Hiroyoshi Tenzan
- Tenzan in August 2026

Personal information
- Born: Hiroyoshi Yamamoto March 23, 1971 (age 55) Kyoto, Kyoto, Japan

Professional wrestling career
- Ring name(s): Hiroyoshi Tenzan Hiroyoshi Yamamoto Super Strong Machine Buffalo Tenzan
- Billed height: 1.83 m (6 ft 0 in)
- Billed weight: 115 kg (254 lb)
- Trained by: Tokyo Joe Kotetsu Yamamoto Hiroshi Hase Kensuke Sasaki
- Debut: January 11, 1991
- Retired: August 15, 2026

= Hiroyoshi Tenzan =

Japanese professional wrestler (born 1971)
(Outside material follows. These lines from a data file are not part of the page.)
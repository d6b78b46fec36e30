//! Retry delays for failed passes

use std::time::Duration;

/// Exponential delay for the `attempt`-th retry (starting at 1), capped at `max`
#[must_use]
pub fn retry_delay(attempt: u32, base: Duration, max: Duration) -> Duration {
    let exponent = attempt.saturating_sub(1).min(31);
    let factor = 2u32.saturating_pow(exponent);
    base.saturating_mul(factor).min(max)
}
// # File Existence Tracker
//
// File-based implementation of ExistenceTracker with crash recovery.
//
// ## Purpose
//
// Keeps existence bookkeeping across daemon restarts so a restart does not
// make every tracked identifier look new again.
//
// ## Crash Recovery
//
// - Atomic writes: write-then-rename
// - Automatic backup: keeps a .backup of the last known good file
// - Recovery: falls back to the backup if the main file does not parse
//
// ## File Format
//
// ```json
// {
//   "version": "1.0",
//   "records": {
//     "p-1": {
//       "owner": "proc-a",
//       "phase": "created",
//       "applied": { "id": "p-1" },
//       "recorded_at": "2025-01-09T12:00:00Z"
//     }
//   }
// }
// ```

use async_trait::async_trait;
use std::collections::HashMap;
use std::path::{Path, PathBuf};
use std::sync::Arc;
use tokio::fs;
use tokio::io::AsyncWriteExt;
use tokio::sync::RwLock;

use crate::Error;
use crate::traits::tracker::{ExistenceRecord, ExistenceTracker, TrackerFactory};

/// Tracker file format version
const TRACKER_FILE_VERSION: &str = "1.0";

/// File-based existence tracker
///
/// Every mutation is written to disk before it is applied to the in-memory
/// map, under the lock that guards the map. A failed write leaves both the
/// file and the map as they were.
///
/// # Example
///
/// ```rust,no_run
/// use xproc_core::tracker::FileExistenceTracker;
/// use xproc_core::traits::{ExistenceRecord, ExistenceTracker};
///
/// #[tokio::main]
/// async fn main() -> Result<(), Box<dyn std::error::Error>> {
///     let tracker = FileExistenceTracker::new("/var/lib/xproc/tracker.json").await?;
///
///     tracker.record("p-1", &ExistenceRecord::pending("proc-a")).await?;
///     assert!(tracker.exists("p-1").await?);
///
///     Ok(())
/// }
/// ```
#[derive(Debug)]
pub struct FileExistenceTracker {
    path: PathBuf,
    records: Arc<RwLock<HashMap<String, ExistenceRecord>>>,
}

/// Serializable tracker file format
#[derive(Debug, Clone, serde::Serialize, serde::Deserialize)]
struct TrackerFileFormat {
    version: String,
    records: HashMap<String, ExistenceRecord>,
}

impl FileExistenceTracker {
    /// Create or load a file tracker
    ///
    /// This will:
    /// 1. Create parent directories if needed
    /// 2. Load the existing file
    /// 3. If it does not parse, load the backup
    /// 4. If both fail, start empty
    pub async fn new<P: AsRef<Path>>(path: P) -> Result<Self, Error> {
        let path = path.as_ref().to_path_buf();

        if let Some(parent) = path.parent()
            && !parent.as_os_str().is_empty()
            && !parent.exists()
        {
            fs::create_dir_all(parent).await.map_err(|e| {
                Error::config(format!(
                    "Failed to create tracker directory {}: {}",
                    parent.display(),
                    e
                ))
            })?;
        }

        let records = Self::load_with_recovery(&path).await?;

        Ok(Self {
            path,
            records: Arc::new(RwLock::new(records)),
        })
    }

    /// Load the tracker file, falling back to the backup on corruption
    async fn load_with_recovery(path: &Path) -> Result<HashMap<String, ExistenceRecord>, Error> {
        match Self::load(path).await {
            Ok(records) => {
                tracing::debug!("Loaded tracker file: {} records", records.len());
                Ok(records)
            }
            Err(Error::Json(e)) => {
                tracing::warn!(
                    "Tracker file {} appears corrupted: {}. Attempting recovery from backup.",
                    path.display(),
                    e
                );

                let backup_path = Self::backup_path(path);
                if !backup_path.exists() {
                    tracing::warn!("No backup file found. Starting with empty tracker.");
                    return Ok(HashMap::new());
                }

                match Self::load(&backup_path).await {
                    Ok(records) => {
                        tracing::info!("Recovered tracker from backup: {} records", records.len());
                        if let Err(restore_err) = fs::copy(&backup_path, path).await {
                            tracing::error!(
                                "Failed to restore tracker file from backup: {}",
                                restore_err
                            );
                        }
                        Ok(records)
                    }
                    Err(backup_err) => {
                        tracing::error!(
                            "Backup also unreadable: {}. Starting with empty tracker.",
                            backup_err
                        );
                        Ok(HashMap::new())
                    }
                }
            }
            Err(e) => Err(e),
        }
    }

    async fn load(path: &Path) -> Result<HashMap<String, ExistenceRecord>, Error> {
        if !path.exists() {
            tracing::debug!("Tracker file does not exist: {}", path.display());
            return Ok(HashMap::new());
        }

        let content = fs::read_to_string(path).await.map_err(|e| {
            Error::tracker(format!(
                "Failed to read tracker file {}: {}",
                path.display(),
                e
            ))
        })?;

        let file: TrackerFileFormat = serde_json::from_str(&content)?;

        if file.version != TRACKER_FILE_VERSION {
            tracing::warn!(
                "Tracker file version mismatch: expected {}, got {}. Attempting to load anyway.",
                TRACKER_FILE_VERSION,
                file.version
            );
        }

        Ok(file.records)
    }

    /// Write `records` atomically; caller holds the write lock
    async fn persist(&self, records: &HashMap<String, ExistenceRecord>) -> Result<(), Error> {
        let file = TrackerFileFormat {
            version: TRACKER_FILE_VERSION.to_string(),
            records: records.clone(),
        };
        let json = serde_json::to_string_pretty(&file)
            .map_err(|e| Error::tracker(format!("Failed to serialize tracker: {}", e)))?;

        let temp_path = self.temp_path();
        {
            let mut temp = fs::File::create(&temp_path).await.map_err(|e| {
                Error::tracker(format!(
                    "Failed to create temp file {}: {}",
                    temp_path.display(),
                    e
                ))
            })?;
            temp.write_all(json.as_bytes()).await.map_err(|e| {
                Error::tracker(format!(
                    "Failed to write temp file {}: {}",
                    temp_path.display(),
                    e
                ))
            })?;
            temp.sync_all().await.map_err(|e| {
                Error::tracker(format!(
                    "Failed to sync temp file {}: {}",
                    temp_path.display(),
                    e
                ))
            })?;
        }

        if self.path.exists() {
            let backup_path = Self::backup_path(&self.path);
            if let Err(e) = fs::copy(&self.path, &backup_path).await {
                tracing::warn!("Failed to create tracker backup: {}", e);
            }
        }

        fs::rename(&temp_path, &self.path).await.map_err(|e| {
            Error::tracker(format!(
                "Failed to rename {} to {}: {}",
                temp_path.display(),
                self.path.display(),
                e
            ))
        })?;

        tracing::trace!("Tracker written to file: {}", self.path.display());
        Ok(())
    }

    /// Apply `mutate` to a copy, persist it, then commit it to memory
    async fn mutate<T>(
        &self,
        mutate: impl FnOnce(&mut HashMap<String, ExistenceRecord>) -> (T, bool),
    ) -> Result<T, Error> {
        let mut guard = self.records.write().await;
        let mut next = guard.clone();
        let (result, changed) = mutate(&mut next);
        if changed {
            self.persist(&next).await?;
            *guard = next;
        }
        Ok(result)
    }

    fn temp_path(&self) -> PathBuf {
        let mut temp = self.path.clone();
        temp.set_extension("tmp");
        temp
    }

    fn backup_path(path: &Path) -> PathBuf {
        let mut backup = path.to_path_buf();
        backup.set_extension("backup");
        backup
    }
}

#[async_trait]
impl ExistenceTracker for FileExistenceTracker {
    async fn get(&self, id: &str) -> Result<Option<ExistenceRecord>, Error> {
        let guard = self.records.read().await;
        Ok(guard.get(id).cloned())
    }

    async fn record(&self, id: &str, record: &ExistenceRecord) -> Result<(), Error> {
        self.mutate(|records| {
            records.insert(id.to_string(), record.clone());
            ((), true)
        })
        .await
    }

    async fn record_if_absent(
        &self,
        id: &str,
        record: &ExistenceRecord,
    ) -> Result<Option<ExistenceRecord>, Error> {
        self.mutate(|records| match records.get(id) {
            Some(existing) => (Some(existing.clone()), false),
            None => {
                records.insert(id.to_string(), record.clone());
                (None, true)
            }
        })
        .await
    }

    async fn forget(&self, id: &str) -> Result<(), Error> {
        self.mutate(|records| ((), records.remove(id).is_some()))
            .await
    }

    async fn list(&self) -> Result<Vec<String>, Error> {
        let guard = self.records.read().await;
        Ok(guard.keys().cloned().collect())
    }

    async fn flush(&self) -> Result<(), Error> {
        // Mutations are already on disk; rewrite only if the file went missing
        let guard = self.records.write().await;
        if self.path.exists() || guard.is_empty() {
            return Ok(());
        }
        self.persist(&guard).await
    }
}

/// Factory for `{"type": "file", "path": "..."}`
pub struct FileTrackerFactory;

#[async_trait]
impl TrackerFactory for FileTrackerFactory {
    async fn create(&self, config: &serde_json::Value) -> Result<Box<dyn ExistenceTracker>, Error> {
        let path = config
            .get("path")
            .and_then(|p| p.as_str())
            .filter(|p| !p.is_empty())
            .ok_or_else(|| Error::config("File tracker requires a path"))?;

        Ok(Box::new(FileExistenceTracker::new(path).await?))
    }
}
Hiroyoshi Yamamoto (山本 広吉, Yamamoto Hiroyoshi), better known by his ring name Hiroyoshi Tenzan (天山 広吉, Tenzan Hiroyoshi), is a retired Japanese professional wrestler. He is signed to New Japan Pro-Wrestling (NJPW). With Satoshi Kojima, in 2008, they won the World's Strongest Tag Determination League in All Japan Pro Wrestling and the G1 Tag League in NJPW, becoming the only tag team which has done both. He is a four-time IWGP Heavyweight Champion and a record twelve-time IWGP Tag Team Champion.

==Professional wrestling career==

===New-Japan Pro Wrestling (1991–1993)===
Hiroyoshi Yamamoto first worked for New Japan Pro-Wrestling. He debuted in January 1991, wrestling Osamu Matsuda.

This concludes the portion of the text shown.